Connexion

​CaRMS : Les diplômés canadiens en médecine non jumelés sont plus nombreux que jamais

Le problème lié au nombre croissant de diplômés canadiens en médecine non jumelés gagne en urgence à la lumière des données les plus récentes du Service canadien de jumelage des résidents (CaRMS).

Au total, 169 étudiants en médecine canadiens participant au programme n’ont pas réussi à obtenir de poste de résidence après les deux tours du cycle de jumelage de cette année, ce qui représente le nombre le plus élevé d’étudiants non jumelés de l’histoire de ce service.

​Diplômés canadiens en médecine non jumelés – faits saillants de 2018
Des données sur le nombre de diplômés canadiens en médecine (DCM) qui ne pourront pas entreprendre leur programme de résidence cette année ont été récemment publiées :

  • 69 DCM de 2018 n’étaient pas jumelés après le 2e tour (par rapport à 68 en 2017);
  • 54 DCM de l’année précédente n’étaient pas jumelés après le 2e tour;
  • 46 DCM qui n’ont pas été jumelés au 1er tour n’ont pas participé au 2e tour (par rapport à 31 en 2017);
  • Le ratio du quota de postes offerts aux DCM a chuté à 1,01 (l’AMC recommandait une zone tampon de 1,2 poste de résidence pour chaque DCM).

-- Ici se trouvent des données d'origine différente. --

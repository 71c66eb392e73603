//! The wall-clock host: a single-threaded event loop.
//!
//! The loop owns a [`TimerQueue`] keyed by wall clock time and an `mpsc`
//! channel through which other threads reach it:
//!
//! - [`Remote::run`] injects a `Send` closure to run on the loop thread
//! - a [`Ticket`] delivers the payload of a parked callback (see
//!   [`NodeDone::into_remote`](crate::future::NodeDone::into_remote)), or
//!   abandons it when dropped undelivered
//!
//! When nothing is due the loop sleeps on the channel with `recv_timeout`
//! until the next deadline (capped by
//! [`max_idle_wait`](EventLoopConfig::max_idle_wait)). It goes idle once no
//! timer is pending and no parked callback is outstanding. Closures sent
//! through a [`Remote`] after the loop went idle run on its next turn.

use super::config::EventLoopConfig;
use crate::cx::Cx;
use crate::error::InvalidArgument;
use crate::future::Computation;
use crate::time::{TimeSource, Timer, TimerCallback, TimerQueue, WallClock};
use crate::tracing_compat::{debug, error, trace, warn};
use crate::types::{catch, Outcome, Time, TimerId};
use std::any::Any;
use std::cell::{Cell, RefCell};
use std::collections::HashMap;
use std::fmt;
use std::rc::Rc;
use std::sync::mpsc::{self, Receiver, RecvTimeoutError, Sender};
use std::time::Duration;

/// A value handed from another thread to a parked callback.
pub(crate) type Payload = Box<dyn Any + Send>;

/// A callback parked on the loop until its ticket is delivered.
pub(crate) type Parked = Box<dyn FnOnce(Payload)>;

enum Envelope {
    Run(Box<dyn FnOnce() + Send>),
    Deliver { key: u64, payload: Payload },
    Abandon(u64),
}

/// Callbacks waiting for a payload from another thread.
pub(crate) struct Parking {
    parked: RefCell<HashMap<u64, Parked>>,
    next_key: Cell<u64>,
    tx: Sender<Envelope>,
}

impl Parking {
    pub(crate) fn park(&self, parked: Parked) -> Ticket {
        let key = self.next_key.get();
        self.next_key.set(key + 1);
        self.parked.borrow_mut().insert(key, parked);
        trace!(key, "callback parked");
        Ticket {
            key,
            tx: self.tx.clone(),
            delivered: false,
        }
    }

    fn len(&self) -> usize {
        self.parked.borrow().len()
    }

    fn take(&self, key: u64) -> Option<Parked> {
        self.parked.borrow_mut().remove(&key)
    }

    /// Drops the callback parked under `key` without running it. A later
    /// delivery or abandonment of its ticket is ignored.
    pub(crate) fn release(&self, key: u64) {
        if self.take(key).is_some() {
            debug!(key, "parked callback released");
        }
    }
}

/// The right to complete one parked callback, from any thread.
///
/// Dropping a ticket without delivering it releases the parked callback
/// without running it.
pub(crate) struct Ticket {
    key: u64,
    tx: Sender<Envelope>,
    delivered: bool,
}

impl Ticket {
    pub(crate) fn key(&self) -> u64 {
        self.key
    }

    pub(crate) fn deliver(mut self, payload: Payload) {
        self.delivered = true;
        // A closed channel means the loop is gone; nobody is left to notify.
        let _ = self.tx.send(Envelope::Deliver {
            key: self.key,
            payload,
        });
    }
}

impl Drop for Ticket {
    fn drop(&mut self) {
        if !self.delivered {
            let _ = self.tx.send(Envelope::Abandon(self.key));
        }
    }
}

impl fmt::Debug for Ticket {
    fn fmt(&self, f: &mut fmt::Formatter<'_>) -> fmt::Result {
        f.debug_struct("Ticket").field("key", &self.key).finish()
    }
}

/// A `Send` handle for injecting work into an [`EventLoop`].
#[derive(Clone)]
pub struct Remote {
    tx: Sender<Envelope>,
}

impl Remote {
    /// Sends `f` to run on the loop thread.
    ///
    /// Returns false if the loop has been dropped.
    pub fn run(&self, f: impl FnOnce() + Send + 'static) -> bool {
        self.tx.send(Envelope::Run(Box::new(f))).is_ok()
    }
}

impl fmt::Debug for Remote {
    fn fmt(&self, f: &mut fmt::Formatter<'_>) -> fmt::Result {
        f.debug_struct("Remote").finish_non_exhaustive()
    }
}

struct LoopHost {
    clock: WallClock,
    queue: RefCell<TimerQueue>,
}

impl Timer for LoopHost {
    fn now(&self) -> Time {
        self.clock.now()
    }

    fn schedule(&self, delay: Duration, callback: TimerCallback) -> TimerId {
        let deadline = self.clock.now() + delay;
        self.queue.borrow_mut().insert(deadline, callback)
    }

    fn clear(&self, id: TimerId) {
        self.queue.borrow_mut().cancel(id);
    }
}

/// A single-threaded, wall-clock host.
pub struct EventLoop {
    host: Rc<LoopHost>,
    parking: Rc<Parking>,
    rx: Receiver<Envelope>,
    config: EventLoopConfig,
    steps: Cell<u64>,
}

impl EventLoop {
    /// Creates an event loop with the default configuration.
    #[must_use]
    pub fn new() -> Self {
        Self::build(EventLoopConfig::default())
    }

    /// Creates an event loop with the given configuration.
    ///
    /// # Errors
    ///
    /// Returns [`InvalidArgument`] if the configuration does not validate.
    pub fn with_config(config: EventLoopConfig) -> Result<Self, InvalidArgument> {
        config.validate()?;
        Ok(Self::build(config))
    }

    fn build(config: EventLoopConfig) -> Self {
        let (tx, rx) = mpsc::channel();
        Self {
            host: Rc::new(LoopHost {
                clock: WallClock::new(),
                queue: RefCell::new(TimerQueue::new()),
            }),
            parking: Rc::new(Parking {
                parked: RefCell::new(HashMap::new()),
                next_key: Cell::new(0),
                tx,
            }),
            rx,
            config,
            steps: Cell::new(0),
        }
    }

    /// Returns a context for interpreting computations on this loop.
    #[must_use]
    pub fn cx(&self) -> Cx {
        let timer: Rc<dyn Timer> = self.host.clone();
        Cx::with_parking(timer, Rc::clone(&self.parking))
    }

    /// Returns a handle other threads can use to reach this loop.
    #[must_use]
    pub fn remote(&self) -> Remote {
        Remote {
            tx: self.parking.tx.clone(),
        }
    }

    /// Returns the time elapsed since the loop was created.
    #[must_use]
    pub fn now(&self) -> Time {
        self.host.clock.now()
    }

    /// Returns the number of timers that will still fire.
    #[must_use]
    pub fn pending_timers(&self) -> usize {
        self.host.queue.borrow().len()
    }

    /// Returns the number of parked callbacks awaiting another thread.
    #[must_use]
    pub fn parked(&self) -> usize {
        self.parking.len()
    }

    /// Returns the number of steps taken so far.
    #[must_use]
    pub fn steps(&self) -> u64 {
        self.steps.get()
    }

    /// Runs until no timer is pending and no parked callback is outstanding.
    ///
    /// Returns the number of steps taken during this call.
    pub fn run(&self) -> u64 {
        let start = self.steps.get();
        while self.turn() {}
        self.steps.get() - start
    }

    /// Interprets `computation` and runs the loop until it settles.
    ///
    /// Returns `None` if the loop went idle (or hit its step limit) first.
    pub fn block_on<T: 'static, E: 'static>(
        &self,
        computation: &Computation<T, E>,
    ) -> Option<Outcome<T, E>> {
        let slot = Rc::new(RefCell::new(None));
        let sink = Rc::clone(&slot);
        let _cancel = computation.settle(&self.cx(), move |outcome| {
            *sink.borrow_mut() = Some(outcome);
        });
        loop {
            if slot.borrow().is_some() {
                break;
            }
            if !self.turn() {
                break;
            }
        }
        slot.take()
    }

    /// Performs one turn of the loop. Returns false once the loop is idle.
    fn turn(&self) -> bool {
        if self.limit_reached() {
            return false;
        }
        let mut progressed = self.drain_messages();
        progressed |= self.fire_due() > 0;
        if progressed {
            return true;
        }

        let next = self.host.queue.borrow_mut().next_deadline();
        if next.is_none() && self.parking.len() == 0 {
            // Catch closures sent while we were deciding to stop.
            return self.drain_messages();
        }

        let wait = next.map_or(self.config.max_idle_wait, |deadline| {
            deadline
                .duration_since(self.now())
                .min(self.config.max_idle_wait)
        });
        match self.rx.recv_timeout(wait) {
            Ok(envelope) => self.dispatch(envelope),
            Err(RecvTimeoutError::Timeout) => {}
            Err(RecvTimeoutError::Disconnected) => {
                debug!("remote channel disconnected");
            }
        }
        true
    }

    fn limit_reached(&self) -> bool {
        match self.config.max_steps {
            Some(limit) if self.steps.get() >= limit => {
                warn!(limit, "event loop step limit reached");
                true
            }
            _ => false,
        }
    }

    fn drain_messages(&self) -> bool {
        let mut any = false;
        while let Ok(envelope) = self.rx.try_recv() {
            self.dispatch(envelope);
            any = true;
            if self.limit_reached() {
                break;
            }
        }
        any
    }

    fn fire_due(&self) -> usize {
        let mut fired = 0;
        loop {
            if self.limit_reached() {
                return fired;
            }
            let now = self.now();
            let due = self.host.queue.borrow_mut().pop_due(now);
            let Some((id, callback)) = due else {
                return fired;
            };
            self.steps.set(self.steps.get() + 1);
            trace!(timer = %id, now = %now, "timer fired");
            callback();
            fired += 1;
        }
    }

    fn dispatch(&self, envelope: Envelope) {
        self.steps.set(self.steps.get() + 1);
        match envelope {
            Envelope::Run(f) => {
                if let Err(crash) = catch(f) {
                    error!(crash = %crash, "remote closure panicked");
                }
            }
            Envelope::Deliver { key, payload } => {
                if let Some(parked) = self.parking.take(key) {
                    trace!(key, "parked callback delivered");
                    parked(payload);
                }
            }
            Envelope::Abandon(key) => {
                if self.parking.take(key).is_some() {
                    debug!(key, "parked callback abandoned");
                }
            }
        }
    }
}

impl Default for EventLoop {
    fn default() -> Self {
        Self::new()
    }
}

impl fmt::Debug for EventLoop {
    fn fmt(&self, f: &mut fmt::Formatter<'_>) -> fmt::Result {
        f.debug_struct("EventLoop")
            .field("now", &self.now())
            .field("pending_timers", &self.pending_timers())
            .field("parked", &self.parked())
            .field("config", &self.config)
            .finish_non_exhaustive()
    }
}

#[cfg(test)]
mod tests {
    use super::*;
    use std::sync::atomic::{AtomicBool, Ordering};
    use std::sync::Arc;
    use std::thread;

    fn init_test(name: &str) {
        crate::test_utils::init_test_logging();
        crate::test_phase!(name);
    }

    #[test]
    fn fires_timers_in_order_then_goes_idle() {
        init_test("fires_timers_in_order_then_goes_idle");
        let event_loop = EventLoop::new();
        let cx = event_loop.cx();
        let log = Rc::new(RefCell::new(Vec::new()));
        for (delay, name) in [(6, "b"), (2, "a")] {
            let sink = Rc::clone(&log);
            cx.schedule(Duration::from_millis(delay), move || sink.borrow_mut().push(name));
        }

        let steps = event_loop.run();
        crate::assert_with_log!(steps == 2, "two timers fired", 2, steps);
        assert_eq!(*log.borrow(), ["a", "b"]);
        assert!(event_loop.now() >= Time::from_millis(6));
        crate::test_complete!("fires_timers_in_order_then_goes_idle");
    }

    #[test]
    fn remote_closures_run_on_the_loop() {
        init_test("remote_closures_run_on_the_loop");
        let event_loop = EventLoop::new();
        let ran = Arc::new(AtomicBool::new(false));
        let flag = Arc::clone(&ran);
        assert!(event_loop
            .remote()
            .run(move || flag.store(true, Ordering::SeqCst)));

        event_loop.run();
        assert!(ran.load(Ordering::SeqCst));
        crate::test_complete!("remote_closures_run_on_the_loop");
    }

    #[test]
    fn parked_callbacks_keep_the_loop_alive() {
        init_test("parked_callbacks_keep_the_loop_alive");
        let event_loop = EventLoop::new();
        let got = Rc::new(Cell::new(0u32));
        let sink = Rc::clone(&got);
        let ticket = event_loop
            .cx()
            .park(Box::new(move |payload: Payload| {
                if let Ok(value) = payload.downcast::<u32>() {
                    sink.set(*value);
                }
            }))
            .expect("event loop contexts can park");
        assert_eq!(event_loop.parked(), 1);

        let worker = thread::spawn(move || {
            thread::sleep(Duration::from_millis(5));
            ticket.deliver(Box::new(7u32));
        });
        event_loop.run();
        worker.join().expect("worker thread");

        assert_eq!(got.get(), 7);
        assert_eq!(event_loop.parked(), 0);
        crate::test_complete!("parked_callbacks_keep_the_loop_alive");
    }

    #[test]
    fn dropped_tickets_release_the_loop() {
        init_test("dropped_tickets_release_the_loop");
        let event_loop = EventLoop::new();
        let ticket = event_loop
            .cx()
            .park(Box::new(|_| panic!("abandoned callbacks never run")))
            .expect("event loop contexts can park");
        thread::spawn(move || drop(ticket))
            .join()
            .expect("worker thread");

        event_loop.run();
        assert_eq!(event_loop.parked(), 0);
        crate::test_complete!("dropped_tickets_release_the_loop");
    }

    #[test]
    fn step_limit_stops_the_loop() {
        init_test("step_limit_stops_the_loop");
        let config = EventLoopConfig::new().max_steps(2);
        let event_loop = EventLoop::with_config(config).expect("valid config");
        let cx = event_loop.cx();
        for _ in 0..5 {
            cx.schedule(Duration::ZERO, || {});
        }
        assert_eq!(event_loop.run(), 2);
        assert_eq!(event_loop.pending_timers(), 3);
        crate::test_complete!("step_limit_stops_the_loop");
    }

    #[test]
    fn invalid_config_is_rejected() {
        let config = EventLoopConfig::new().max_idle_wait(Duration::ZERO);
        assert!(EventLoop::with_config(config).is_err());
    }
}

Pour lire le rapport complet du CaRMS : Jumelage principal R-1 de 2018 : Aperçu des données


L’AMC préconise depuis longtemps un système de formation médicale postdoctorale plus flexible afin que les médecins canadiens puissent poursuivre leur carrière médicale au Canada plutôt que de se voir obligés de chercher une formation postdoctorale à l’étranger. Dans sa politique intitulée « La flexibilité de la formation en médecine », l’AMC recommande que les étudiants en médecine disposent d’un choix suffisant pour rechercher la formation qui correspond le mieux à leurs compétences et à leurs intérêts, de même qu’aux exigences sociétales.

En décembre 2017, l’AMC a écrit au ministre fédéral et aux ministres provinciaux et territoriaux de la Santé afin de les exhorter à financer des postes de formation postdoctorale supplémentaires. Bien qu’ils aient été nombreux à répondre en reconnaissant l’augmentation du nombre de diplômés des facultés de médecine canadiennes non jumelés, une seule province a pris des mesures officielles pour pallier ce problème immédiat.

Le mois dernier, le gouvernement de l’Ontario a annoncé qu’il allait financer la création ponctuelle de 53 nouveaux postes de résidence dans la province. Ces postes sont réservés aux candidats non jumelés ayant effectué leurs études de premier cycle dans une faculté de médecine de l’Ontario et étudiant dans l’une des spécialités les plus recherchées comme la médecine familiale, la médecine d’urgence et la médecine interne, de même que la pédiatrie et la psychiatrie.

Les diplômés qui obtiennent ces postes supplémentaires devront travailler pendant deux ans dans des communautés mal desservies dans l’ensemble de la province, par exemple dans des régions ciblées du nord de l’Ontario. Bien que ce financement ne soit offert qu’une seule année, le gouvernement provincial prévoit élaborer et mettre en œuvre une solution à plus long terme.

À l’avenir, l’AMC continuera de préconiser des améliorations dans le système d’éducation médicale postdoctorale du Canada, de concert avec les autres organisations médicales nationales. Dans cette optique, elle collaborera de façon continue avec le CaRMS, la Fédération des étudiants et des étudiantes en médecine du Canada et l’Association des facultés de médecine du Canada.